When attempting to copy a large file, the copy process does not work and you may receive an error message.
When you try to copy / paste using Explorer GUI:
Cannot copy <filename>: Insufficient system resources exist to complete the requested service.
When you try to use xcopy or copy from a command prompt:
Insufficient system resources exist to complete the requested service.
When you try to send the file via FTP command, you receive the following misleading message which results in a zero byte file being created on the destination FTP server:
ftp> send Local file f:\bigfile.bin Remote file bigfile.bin 200 PORT command successful. 150 Opening BINARY mode data connection for bigfile.bin. > f:\bigfile.bin:Invalid argument 226 Transfer complete.
NOTE: This article does not describe any issues that you may have after a file-copy operation successfully starts copying the source file to the destination file.
This problem can occur because the functions used by all of the copy utilities that are included with Windows NT 4.0 and Windows 2000 use buffered input/output (I/O) to transfer data from the source file to the destination file. Whenever buffered I/O is performed on a file, there is a paged pool memory overhead requirement that is proportional to the size of the file. Because paged pool memory is a limited resource, there is an upper limit on the size of file that can be copied.
Since all of the paged pool that is required to buffer an entire file is allocated when the first read or write procedure is performed on the file, the file copy operation fails immediately, instead of half way through the operation.
To resolve this problem, obtain the latest service pack for Windows 2000. For additional information, click the following article number to view the article in theMicrosoft Knowledge Base:
260910 How to Obtain the Latest Windows 2000 Service Pack
To work around this problem, you may be able to copy or move large files by using backup or restore tools because these tools use different functions to read and write data.
Microsoft has confirmed that this is a problem in the Microsoft products that are listed at the beginning of this article. This problem was first corrected in Windows 2000 Service Pack 2.
Software update 280790, which also addressed the problem that is described in this article, was integrated into Windows 2000 Service Pack 2 (SP2).

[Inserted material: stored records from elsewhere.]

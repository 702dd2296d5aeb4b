//! ShortLink entity representing a persisted alias mapping.

use chrono::{DateTime, Duration, Utc};

/// A short alias pointing at an original URL until it expires.
///
/// Created once at submission time and never modified. After `expires_at`
/// the link is treated as gone by the resolver, but it stays in storage and
/// keeps showing up in statistics.
#[derive(Debug, Clone, PartialEq, Eq)]
pub struct ShortLink {
    pub alias: String,
    pub original_url: String,
    pub created_at: DateTime<Utc>,
    pub expires_at: DateTime<Utc>,
}

impl ShortLink {
    /// Creates a link valid for `validity_minutes` from `created_at`.
    ///
    /// `validity_minutes` must be at least 1 so that `expires_at > created_at`;
    /// the validator guarantees this for submitted requests.
    pub fn new(
        alias: String,
        original_url: String,
        created_at: DateTime<Utc>,
        validity_minutes: u32,
    ) -> Self {
        debug_assert!(validity_minutes > 0, "validity must be positive");

        Self {
            alias,
            original_url,
            created_at,
            expires_at: created_at + Duration::minutes(i64::from(validity_minutes)),
        }
    }

    /// Returns true if `now` is past the expiry time.
    ///
    /// The expiry instant itself still resolves.
    pub fn is_expired_at(&self, now: DateTime<Utc>) -> bool {
        now > self.expires_at
    }

    pub fn is_expired(&self) -> bool {
        self.is_expired_at(Utc::now())
    }
}

#[cfg(test)]
mod tests {
    use super::*;

    fn link_created_at(created_at: DateTime<Utc>, minutes: u32) -> ShortLink {
        ShortLink::new(
            "abc123".to_string(),
            "https://example.com".to_string(),
            created_at,
            minutes,
        )
    }

    #[test]
    fn test_expiry_is_created_plus_validity() {
        let now = Utc::now();
        let link = link_created_at(now, 30);

        assert_eq!(link.created_at, now);
        assert_eq!(link.expires_at, now + Duration::minutes(30));
        assert!(link.expires_at > link.created_at);
    }

    #[test]
    fn test_not_expired_before_deadline() {
        let now = Utc::now();
        let link = link_created_at(now, 1);

        assert!(!link.is_expired_at(now));
        assert!(!link.is_expired_at(now + Duration::seconds(59)));
    }

    #[test]
    fn test_expiry_boundary_is_inclusive() {
        let now = Utc::now();
        let link = link_created_at(now, 1);

        assert!(!link.is_expired_at(link.expires_at));
        assert!(link.is_expired_at(link.expires_at + Duration::milliseconds(1)));
    }

    #[test]
    fn test_is_expired_uses_current_time() {
        let link = link_created_at(Utc::now() - Duration::hours(2), 60);
        assert!(link.is_expired());

        let fresh = link_created_at(Utc::now(), 60);
        assert!(!fresh.is_expired());
    }
}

Note Because of the scope and complexity of the necessary changes, there are no plans to release a fix for this problem in Windows NT 4.0, either as a hotfix or as part of a service pack.
The CopyFileEx and CopyFile functions are used by all of the standard file-copy utilities that are included with Windows NT 4.0 and Windows 2000. These utilities include COPY, XCOPY, and Explorer. The resource kit utility, Robocopy.exe, also uses the CopyFileEx function; therefore, all of these tools have the same limitation.

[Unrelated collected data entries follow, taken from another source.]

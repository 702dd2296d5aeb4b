//! File-backed key-value store.

use super::service::{KeyValueStore, StorageError, StorageResult};
use async_trait::async_trait;
use std::io::{self, ErrorKind, Write};
use std::path::{Path, PathBuf};
use tempfile::Builder;
use tokio::fs;

/// A key-value store that keeps each key in its own JSON file.
///
/// Key `shortenedUrls` lives at `<root>/shortenedUrls.json`. Every write goes
/// to its own uniquely named hidden file in the same directory, is flushed to
/// disk, and is then renamed over the target, so readers observe either the
/// previous or the new value and never a partial one.
///
/// # Concurrency
///
/// Concurrent writers never share a temporary file. Two processes sharing one
/// data directory can still race on read-modify-write sequences; the last
/// rename wins.
pub struct FileStore {
    root: PathBuf,
}

impl FileStore {
    /// Opens a store rooted at `root`, creating the directory if needed.
    ///
    /// # Errors
    ///
    /// Returns [`StorageError::Io`] if the directory cannot be created.
    pub async fn open(root: impl Into<PathBuf>) -> StorageResult<Self> {
        let root = root.into();

        fs::create_dir_all(&root)
            .await
            .map_err(|source| StorageError::Io {
                key: root.display().to_string(),
                source,
            })?;

        tracing::info!("File store opened at {}", root.display());

        Ok(Self { root })
    }

    pub fn root(&self) -> &Path {
        &self.root
    }

    /// Maps a key to its file, rejecting anything that could escape the root.
    fn path_for(&self, key: &str) -> StorageResult<PathBuf> {
        let well_formed = !key.is_empty()
            && !key.starts_with('.')
            && key
                .chars()
                .all(|c| c.is_ascii_alphanumeric() || matches!(c, '-' | '_' | '.'));

        if !well_formed {
            return Err(StorageError::InvalidKey(key.to_string()));
        }

        Ok(self.root.join(format!("{key}.json")))
    }
}

#[async_trait]
impl KeyValueStore for FileStore {
    async fn get(&self, key: &str) -> StorageResult<Option<String>> {
        let path = self.path_for(key)?;

        match fs::read_to_string(&path).await {
            Ok(value) => Ok(Some(value)),
            Err(e) if e.kind() == ErrorKind::NotFound => Ok(None),
            Err(source) => Err(StorageError::Io {
                key: key.to_string(),
                source,
            }),
        }
    }

    async fn set(&self, key: &str, value: &str) -> StorageResult<()> {
        let path = self.path_for(key)?;
        let root = self.root.clone();
        let prefix = format!(".{key}.");
        let value = value.to_owned();

        tokio::task::spawn_blocking(move || write_atomically(&root, &prefix, &path, &value))
            .await
            .map_err(io::Error::other)
            .and_then(|written| written)
            .map_err(|source| StorageError::Io {
                key: key.to_string(),
                source,
            })
    }

    async fn health_check(&self) -> bool {
        match fs::metadata(&self.root).await {
            Ok(meta) => meta.is_dir(),
            Err(e) => {
                tracing::warn!("File store root is not accessible: {}", e);
                false
            }
        }
    }
}

fn write_atomically(root: &Path, prefix: &str, path: &Path, value: &str) -> io::Result<()> {
    let mut tmp = Builder::new().prefix(prefix).suffix(".tmp").tempfile_in(root)?;
    tmp.write_all(value.as_bytes())?;
    tmp.as_file().sync_all()?;
    tmp.persist(path).map_err(|e| e.error)?;
    Ok(())
}
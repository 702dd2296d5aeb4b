//! HTTP request handlers for API endpoints.
//!
//! Each handler module corresponds to a logical grouping of endpoints.

pub mod health;
pub mod redirect;
pub mod shorten;
pub mod stats;

pub use health::health_handler;
pub use redirect::redirect_handler;
pub use shorten::shorten_handler;
pub use stats::{stats_handler, stats_list_handler};
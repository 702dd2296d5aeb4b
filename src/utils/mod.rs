//! Utility functions for alias handling, URL checks, and request handling.
//!
//! - [`alias`] - Alias generation and format checks
//! - [`url_check`] - Absolute URL parsing
//! - [`origin`] - Serving origin detection and short URL rendering

pub mod alias;
pub mod origin;
pub mod url_check;
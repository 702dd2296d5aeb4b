//! Alias generation and format checks.
//!
//! Generated aliases are short lowercase tokens; user-chosen aliases may use
//! any ASCII letters and digits.

use rand::Rng;
use regex::Regex;
use std::sync::LazyLock;

/// Length of generated aliases.
pub const ALIAS_LENGTH: usize = 6;

/// Characters generated aliases are drawn from.
const ALIAS_ALPHABET: &[u8] = b"abcdefghijklmnopqrstuvwxyz0123456789";

/// Format accepted for user-chosen aliases.
static CUSTOM_ALIAS_REGEX: LazyLock<Regex> =
    LazyLock::new(|| Regex::new(r"^[A-Za-z0-9]+$").unwrap());

/// Generates a random alias.
///
/// Each of the [`ALIAS_LENGTH`] characters is drawn independently and
/// uniformly from `[a-z0-9]`. Uniqueness is the caller's concern.
///
/// # Examples
///
/// ```ignore
/// let alias = generate_alias();
/// assert_eq!(alias.len(), 6);
/// assert!(alias.chars().all(|c| c.is_ascii_lowercase() || c.is_ascii_digit()));
/// ```
pub fn generate_alias() -> String {
    let mut rng = rand::rng();

    (0..ALIAS_LENGTH)
        .map(|_| ALIAS_ALPHABET[rng.random_range(0..ALIAS_ALPHABET.len())] as char)
        .collect()
}

/// Returns true if `alias` is a non-empty run of ASCII letters and digits.
pub fn is_valid_alias(alias: &str) -> bool {
    CUSTOM_ALIAS_REGEX.is_match(alias)
}

#[cfg(test)]
mod tests {
    use super::*;
    use std::collections::HashSet;

    #[test]
    fn test_generate_alias_has_correct_length() {
        assert_eq!(generate_alias().len(), ALIAS_LENGTH);
    }

    #[test]
    fn test_generate_alias_lowercase_alphanumeric() {
        for _ in 0..200 {
            let alias = generate_alias();
            assert!(
                alias
                    .chars()
                    .all(|c| c.is_ascii_lowercase() || c.is_ascii_digit()),
                "unexpected character in '{}'",
                alias
            );
        }
    }

    #[test]
    fn test_generated_aliases_are_valid_custom_aliases() {
        assert!(is_valid_alias(&generate_alias()));
    }

    #[test]
    fn test_generate_alias_rarely_repeats() {
        let aliases: HashSet<String> = (0..1000).map(|_| generate_alias()).collect();

        // 36^6 possibilities; a handful of birthday collisions at most.
        assert!(aliases.len() >= 995);
    }

    #[test]
    fn test_generator_covers_alphabet() {
        let seen: HashSet<char> = (0..500)
            .flat_map(|_| generate_alias().chars().collect::<Vec<_>>())
            .collect();

        assert_eq!(seen.len(), ALIAS_ALPHABET.len());
    }

    #[test]
    fn test_valid_aliases() {
        for alias in ["abc", "ABC", "a1B2c3", "0", "promo2026"] {
            assert!(is_valid_alias(alias), "'{}' should be valid", alias);
        }
    }

    #[test]
    fn test_invalid_aliases() {
        for alias in ["", "my-link", "my_link", "with space", "ünï", "a/b", "abc!"] {
            assert!(!is_valid_alias(alias), "'{}' should be invalid", alias);
        }
    }
}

Because these functions use buffered I/O, the maximum size of a file that you can copy depends on the amount of paged-pool memory that is available at the start of the copy procedure and on whether the Physical AddressExtensions (PAE) kernel (which allows access to memory above 4 gigabytes [GB]) is in use.
With the standard kernel, 1 kilobyte (KB) of paged pool is required for each megabyte (MB) of file size that is opened for buffered I/O. Because there are two files involved in a copy procedure, 2 KB of paged pool are required for each MB in the source file. When the PAE kernel is used, the overhead is doubled and 4 KB of paged pool is required for each MB in the source file.
Service Pack 2 (SP2) for Windows 2000 contains a fix for this limitation. The kernel memory manager has been altered with respect to management of paged pool memory when files are opened for buffered I/O. This change permits buffered operations on arbitrarily large files and therefore permits arbitrarily large files to be copied by any utility that uses the CopyFileEx function.